FDA Seeks Feedback on Medical Device Cybersecurity Threat Communication

October 28, 2020


The U.S. Food and Drug Administration (FDA) Center for Devices and Radiological Health (CDRH) has issued an initial framework for communicating medical device cybersecurity vulnerability and threats to patients and caregivers.

Emphasizing the document as a “framework,” not a guidance, the FDA is seeking public feedback from patients, patient advocacy organizations, the medical device industry, clinical researchers, and others. The feedback period closes on December 21. FDA says it will use the feedback to inform future efforts designed to improve cybersecurity safety communications.

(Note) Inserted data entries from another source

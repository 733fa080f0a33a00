use std::io;

use clap::{Command, CommandFactory, Parser};
use clap_complete::{generate, Generator};
use modelhier::cli::args::Cli;
use modelhier::cli::commands::execute_command;
use modelhier::cli::output;
use tracing::level_filters::LevelFilter;
use tracing_subscriber::fmt::format::FmtSpan;
use tracing_subscriber::layer::SubscriberExt;
use tracing_subscriber::util::SubscriberInitExt;
use tracing_subscriber::{fmt, Layer};

fn print_completions<G: Generator>(gen: G, cmd: &mut Command) {
    generate(gen, cmd, cmd.get_name().to_string(), &mut io::stdout());
}

fn main() {
    let cli = Cli::parse();

    if let Some(generator) = cli.generator {
        let mut cmd = Cli::command();
        eprintln!("Generating completion file for {generator:?}...");
        print_completions(generator, &mut cmd);
        return;
    }
    if cli.info {
        if let Some(author) = Cli::command().get_author() {
            println!("AUTHOR: {}", author)
        }
        if let Some(version) = Cli::command().get_version() {
            println!("VERSION: {}", version)
        }
    }

    setup_logging(cli.debug);

    if let Err(e) = execute_command(&cli) {
        output::error(&e);
        std::process::exit(e.exit_code());
    }
}

fn setup_logging(verbosity: u8) {
    let filter = match verbosity {
        0 => LevelFilter::WARN,
        1 => LevelFilter::INFO,
        2 => LevelFilter::DEBUG,
        3 => LevelFilter::TRACE,
        _ => {
            eprintln!("Don't be crazy, max is -d -d -d");
            LevelFilter::TRACE
        }
    };

    let fmt_layer = fmt::layer()
        .with_writer(std::io::stderr)
        .with_target(true)
        .with_thread_names(false)
        .with_span_events(FmtSpan::CLOSE);

    tracing_subscriber::registry()
        .with(fmt_layer.with_filter(filter))
        .init();

    match filter {
        LevelFilter::INFO => tracing::info!("Debug mode: info"),
        LevelFilter::DEBUG => tracing::debug!("Debug mode: debug"),
        LevelFilter::TRACE => tracing::debug!("Debug mode: trace"),
        _ => {}
    }
}
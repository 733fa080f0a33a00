//! Domain layer: dependency map, tree construction, linearization
//!
//! This layer is independent of external concerns (no I/O, no CLI, no config
//! loading). Input is a [`DependencyMap`]; output is a tree and its
//! linearized creation order.

pub mod arena;
pub mod builder;
pub mod entities;
pub mod error;
pub mod linearize;

pub use arena::{NodeData, TreeArena, TreeNode, ROOT_LABEL};
pub use builder::{DependencyTree, DependencyTreeBuilder};
pub use entities::{resolve_reference, DependencyMap};
pub use error::{DomainError, DomainResult};
pub use linearize::LevelOrderLinearizer;
//! Arena-based dependency tree structure.

use std::fmt;

use generational_arena::{Arena, Index};
use termtree::Tree;
use tracing::instrument;

/// Sentinel label of the synthetic root node.
pub const ROOT_LABEL: &str = "root";

/// Data payload for tree nodes: the entity name this position represents.
#[derive(Debug, Clone)]
pub struct NodeData {
    pub label: String,
}

impl NodeData {
    pub fn entity(label: impl Into<String>) -> Self {
        Self {
            label: label.into(),
        }
    }

    pub fn root() -> Self {
        Self {
            label: ROOT_LABEL.to_string(),
        }
    }
}

impl fmt::Display for NodeData {
    fn fmt(&self, f: &mut fmt::Formatter<'_>) -> fmt::Result {
        write!(f, "{}", self.label)
    }
}

/// Tree node in the arena-based dependency tree.
///
/// The same entity may appear as multiple distinct nodes in different
/// branches; the tree is deliberately not deduplicated, only the final
/// linearized output is.
#[derive(Debug)]
pub struct TreeNode {
    pub data: NodeData,
    /// Index of parent node in the arena, None for the root
    pub parent: Option<Index>,
    /// Indices of child nodes in the arena
    pub children: Vec<Index>,
}

/// Arena-based tree for the entity dependency hierarchy.
///
/// Uses a generational arena for memory-safe node references and O(1)
/// lookups. Nodes are exclusively owned by the arena and never aliased.
#[derive(Debug)]
pub struct TreeArena {
    arena: Arena<TreeNode>,
    root: Option<Index>,
}

impl Default for TreeArena {
    fn default() -> Self {
        Self::new()
    }
}

impl TreeArena {
    pub fn new() -> Self {
        Self {
            arena: Arena::new(),
            root: None,
        }
    }

    #[instrument(level = "trace", skip(self))]
    pub fn insert_node(&mut self, data: NodeData, parent: Option<Index>) -> Index {
        let node = TreeNode {
            data,
            parent,
            children: Vec::new(),
        };
        let node_idx = self.arena.insert(node);

        if let Some(parent_idx) = parent {
            if let Some(parent) = self.arena.get_mut(parent_idx) {
                parent.children.push(node_idx);
            }
        } else {
            self.root = Some(node_idx);
        }

        node_idx
    }

    pub fn get_node(&self, idx: Index) -> Option<&TreeNode> {
        self.arena.get(idx)
    }

    pub fn root(&self) -> Option<Index> {
        self.root
    }

    /// Depth-first pre-order traversal carrying the depth of each node
    /// (root at depth 0).
    pub fn iter(&self) -> TreeIterator {
        TreeIterator::new(self)
    }

    /// Maximum depth of any node, in edges from the root.
    ///
    /// An empty tree and a tree holding only the root both have depth 0.
    #[instrument(level = "debug", skip(self))]
    pub fn depth(&self) -> usize {
        self.iter().map(|(_, depth, _)| depth).max().unwrap_or(0)
    }

    /// Convert to a `termtree::Tree` for indented display.
    pub fn to_tree_string(&self) -> Tree<String> {
        fn build_tree(arena: &TreeArena, node_idx: Index, parent_tree: &mut Tree<String>) {
            if let Some(node) = arena.get_node(node_idx) {
                for &child_idx in &node.children {
                    if let Some(child) = arena.get_node(child_idx) {
                        let mut child_tree = Tree::new(child.data.label.clone());
                        build_tree(arena, child_idx, &mut child_tree);
                        parent_tree.push(child_tree);
                    }
                }
            }
        }

        if let Some(root_idx) = self.root {
            let mut tree = Tree::new(
                self.get_node(root_idx)
                    .map(|n| n.data.label.clone())
                    .unwrap_or_default(),
            );
            build_tree(self, root_idx, &mut tree);
            tree
        } else {
            Tree::new("empty".to_string())
        }
    }
}

pub struct TreeIterator<'a> {
    arena: &'a TreeArena,
    stack: Vec<(Index, usize)>,
}

impl<'a> TreeIterator<'a> {
    fn new(arena: &'a TreeArena) -> Self {
        let mut stack = Vec::new();
        if let Some(root) = arena.root() {
            stack.push((root, 0));
        }
        Self { arena, stack }
    }
}

impl<'a> Iterator for TreeIterator<'a> {
    type Item = (Index, usize, &'a TreeNode);

    fn next(&mut self) -> Option<Self::Item> {
        if let Some((current_idx, depth)) = self.stack.pop() {
            if let Some(node) = self.arena.get_node(current_idx) {
                // Push children in reverse order for left-to-right traversal
                for &child in node.children.iter().rev() {
                    self.stack.push((child, depth + 1));
                }
                return Some((current_idx, depth, node));
            }
        }
        None
    }
}

#[cfg(test)]
mod tests {
    use super::*;

    #[test]
    fn test_iter_visits_depth_first_with_depths() {
        let mut arena = TreeArena::new();
        let root = arena.insert_node(NodeData::root(), None);
        let a = arena.insert_node(NodeData::entity("A"), Some(root));
        arena.insert_node(NodeData::entity("B"), Some(a));
        arena.insert_node(NodeData::entity("C"), Some(root));

        let visited: Vec<(String, usize)> = arena
            .iter()
            .map(|(_, depth, node)| (node.data.label.clone(), depth))
            .collect();

        assert_eq!(
            visited,
            vec![
                ("root".to_string(), 0),
                ("A".to_string(), 1),
                ("B".to_string(), 2),
                ("C".to_string(), 1),
            ]
        );
        assert_eq!(arena.depth(), 2);
    }

    #[test]
    fn test_empty_arena_has_depth_zero() {
        let arena = TreeArena::new();
        assert_eq!(arena.depth(), 0);
        assert!(arena.iter().next().is_none());
    }
}
//! CLI argument definitions using clap

use std::path::PathBuf;

use clap::{Parser, Subcommand, ValueHint};
use clap_complete::Shell;

/// Data-model dependency inspector: entity dependency trees and creation-order lists
#[derive(Parser, Debug)]
#[command(name = "modelhier")]
#[command(author, version, about, long_about = None)]
#[command(propagate_version = true)]
pub struct Cli {
    /// Enable debug logging, multiple occurrences increase verbosity
    #[arg(short, long, action = clap::ArgAction::Count, global = true)]
    pub debug: u8,

    /// Generate shell completions
    #[arg(long = "generate", value_enum)]
    pub generator: Option<Shell>,

    /// Show author and version
    #[arg(long)]
    pub info: bool,

    #[command(subcommand)]
    pub command: Option<Commands>,
}

#[derive(Subcommand, Debug)]
pub enum Commands {
    /// Show entity dependencies as a tree
    Tree {
        /// Directory containing model files
        #[arg(value_hint = ValueHint::DirPath)]
        dir: PathBuf,

        /// Only consider entities whose module contains this string
        #[arg(short, long)]
        module: Option<String>,
    },

    /// Print entities in creation order (dependencies first)
    List {
        /// Directory containing model files
        #[arg(value_hint = ValueHint::DirPath)]
        dir: PathBuf,

        /// Only consider entities whose module contains this string
        #[arg(short, long)]
        module: Option<String>,
    },

    /// List discovered entities and their direct dependencies
    Entities {
        /// Directory containing model files
        #[arg(value_hint = ValueHint::DirPath)]
        dir: PathBuf,

        /// Only consider entities whose module contains this string
        #[arg(short, long)]
        module: Option<String>,
    },
}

On October 22, the agency held a virtual Patient Engagement Advisory Committee (PEAC) meeting, discussing best practices elements to consider when further developing a cybersecurity communication framework for quickly and clearly notifying patients and caregivers of medical device cybersecurity threats. The PEAC stated the importance of having messages convey a “balanced discussion” between risks and benefits, especially when the probability of cybersecurity exploitation remains unknown.

The agency said it established the PEAC to help assure that the needs and experiences of patients are included as part of the FDA’s deliberations on complex issues involving the regulation of medical devices.

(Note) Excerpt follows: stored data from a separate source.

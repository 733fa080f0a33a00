//! Dependency tree construction from a dependency map.

use std::collections::HashSet;

use generational_arena::Index;
use tracing::{debug, instrument};

use crate::domain::arena::{NodeData, TreeArena};
use crate::domain::entities::{resolve_reference, DependencyMap};
use crate::domain::error::{DomainError, DomainResult};

/// The built dependency tree: the node arena plus the height reached while
/// expanding it.
///
/// Height is the maximum depth of any node in edges from the sentinel root
/// (root 0, top-level entities 1). The empty map yields height 0.
#[derive(Debug)]
pub struct DependencyTree {
    arena: TreeArena,
    height: usize,
}

impl DependencyTree {
    pub fn arena(&self) -> &TreeArena {
        &self.arena
    }

    pub fn height(&self) -> usize {
        self.height
    }
}

/// Constructs the dependency tree for a set of entities.
///
/// Every key of the map becomes a child of a synthetic root node and is
/// expanded recursively: each dependency gets a fresh node, and dependencies
/// that are themselves keys are expanded through their own dependency list.
/// Identifiers that are not keys stay leaves.
pub struct DependencyTreeBuilder {
    visited_path: HashSet<String>,
}

impl Default for DependencyTreeBuilder {
    fn default() -> Self {
        Self::new()
    }
}

impl DependencyTreeBuilder {
    pub fn new() -> Self {
        Self {
            visited_path: HashSet::new(),
        }
    }

    /// Build the tree for `map`.
    ///
    /// Fails with [`DomainError::CycleDetected`] when a dependency chain
    /// leads back to an entity already on the current root-to-node path. The
    /// visited set is per path, not global: the same entity may appear in
    /// any number of sibling branches.
    #[instrument(level = "debug", skip(self, map))]
    pub fn build(&mut self, map: &DependencyMap) -> DomainResult<DependencyTree> {
        let mut arena = TreeArena::new();
        let root_idx = arena.insert_node(NodeData::root(), None);
        let mut height = 0;

        for (entity, _) in map.iter() {
            let node_idx = arena.insert_node(NodeData::entity(entity), Some(root_idx));

            self.visited_path.clear();
            self.visited_path.insert(entity.to_string());
            self.expand(&mut arena, map, entity, node_idx, 1, &mut height)?;
        }

        debug!("built tree with {} entities, height {}", map.len(), height);
        Ok(DependencyTree { arena, height })
    }

    fn expand(
        &mut self,
        arena: &mut TreeArena,
        map: &DependencyMap,
        entity: &str,
        node_idx: Index,
        depth: usize,
        height: &mut usize,
    ) -> DomainResult<()> {
        if depth > *height {
            *height = depth;
        }

        let Some(dependencies) = map.get(entity) else {
            // Unknown identifier: a true leaf, nothing further to expand.
            return Ok(());
        };

        for dependency in dependencies {
            let target = resolve_reference(dependency);

            if self.visited_path.contains(&target) {
                return Err(DomainError::CycleDetected { entity: target });
            }

            let child_idx = arena.insert_node(NodeData::entity(&target), Some(node_idx));

            self.visited_path.insert(target.clone());
            self.expand(arena, map, &target, child_idx, depth + 1, height)?;
            self.visited_path.remove(&target);
        }

        Ok(())
    }
}
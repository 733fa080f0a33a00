//! Discovery layer: builds the dependency map from entity metadata sources
//!
//! The domain core has no opinion on where entity definitions come from;
//! this layer supplies the production source (TOML model files).

pub mod catalog;
pub mod error;

pub use catalog::{CatalogDiscovery, EntityDef, FieldDef};
pub use error::{DiscoveryError, DiscoveryResult};
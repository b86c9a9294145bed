//! # BLS Telemetry
//!
//! Observability for the BLS verification pool.
//!
//! ## Components
//!
//! - **Logging**: `tracing` subscriber with env filter, JSON or pretty output
//! - **Metrics**: Prometheus counters, gauges and histograms per pool
//!
//! ## Usage
//!
//! ```rust,ignore
//! use bls_telemetry::{init_telemetry, TelemetryConfig};
//!
//! let metrics = init_telemetry(&TelemetryConfig::from_env())?;
//! // Hand `metrics` to the pool, scrape with `encode_metrics()`
//! ```
//!
//! ## Environment Variables
//!
//! | Variable | Default | Description |
//! |----------|---------|-------------|
//! | `OTEL_SERVICE_NAME` | `bls-pool` | Service name in logs |
//! | `BLS_LOG_LEVEL` / `RUST_LOG` | `info` | Log level filter |
//! | `BLS_JSON_LOGS` | `false` | JSON log lines |

mod config;
mod logging;
pub mod metrics;

pub use config::TelemetryConfig;
pub use logging::{env_filter, init_logging};
pub use metrics::{
    encode_metrics, encode_registry, register_metrics, HistogramTimer, PoolMetrics, REGISTRY,
};

use thiserror::Error;

/// Telemetry initialization errors
#[derive(Error, Debug)]
pub enum TelemetryError {
    #[error("Failed to initialize logging: {0}")]
    LoggingInit(String),

    #[error("Failed to initialize Prometheus metrics: {0}")]
    MetricsInit(String),
}

/// Install logging and register a fresh set of pool metrics globally.
///
/// Returns the metrics so they can be handed to the pool.
pub fn init_telemetry(config: &TelemetryConfig) -> Result<PoolMetrics, TelemetryError> {
    // Metrics first
    let metrics = PoolMetrics::new()?;
    register_metrics(&metrics)?;

    init_logging(config)?;
    Ok(metrics)
}

/// Start timing for a histogram. Observation happens on drop.
#[macro_export]
macro_rules! time_histogram {
    ($histogram:expr) => {
        $crate::metrics::HistogramTimer::new(&$histogram)
    };
}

Prior to the advisory meeting, FDA issued Communicating Cybersecurity Vulnerabilities to Patients: Considerations for a Framework, which outlines how the FDA, federal partners, and industry stakeholders can better “thoughtfully inform patients and the public about cybersecurity vulnerabilities.”

Aimed at effectively communicating medical device cybersecurity risks and threats to patients and caregivers, important points from the framework include:

  • Make it easy for people to read and understand when developing safety communications, considering how to communicate the messages in clear and plain language.

  • Keep it timely whenever possible, communicate with patients and caregivers as early as possible.

  • Keep it relevant so patients and caregivers understand the risks and urgency near the top of the safety communication.

  • Keep it simple using terminology so that the audience understands the difference between the vulnerability of any affected medical devices.

  • Keep it readable for diverse audiences with information in readers’ preferred languages.

  • Make it easy for the audience to find cybersecurity threat information through online searches.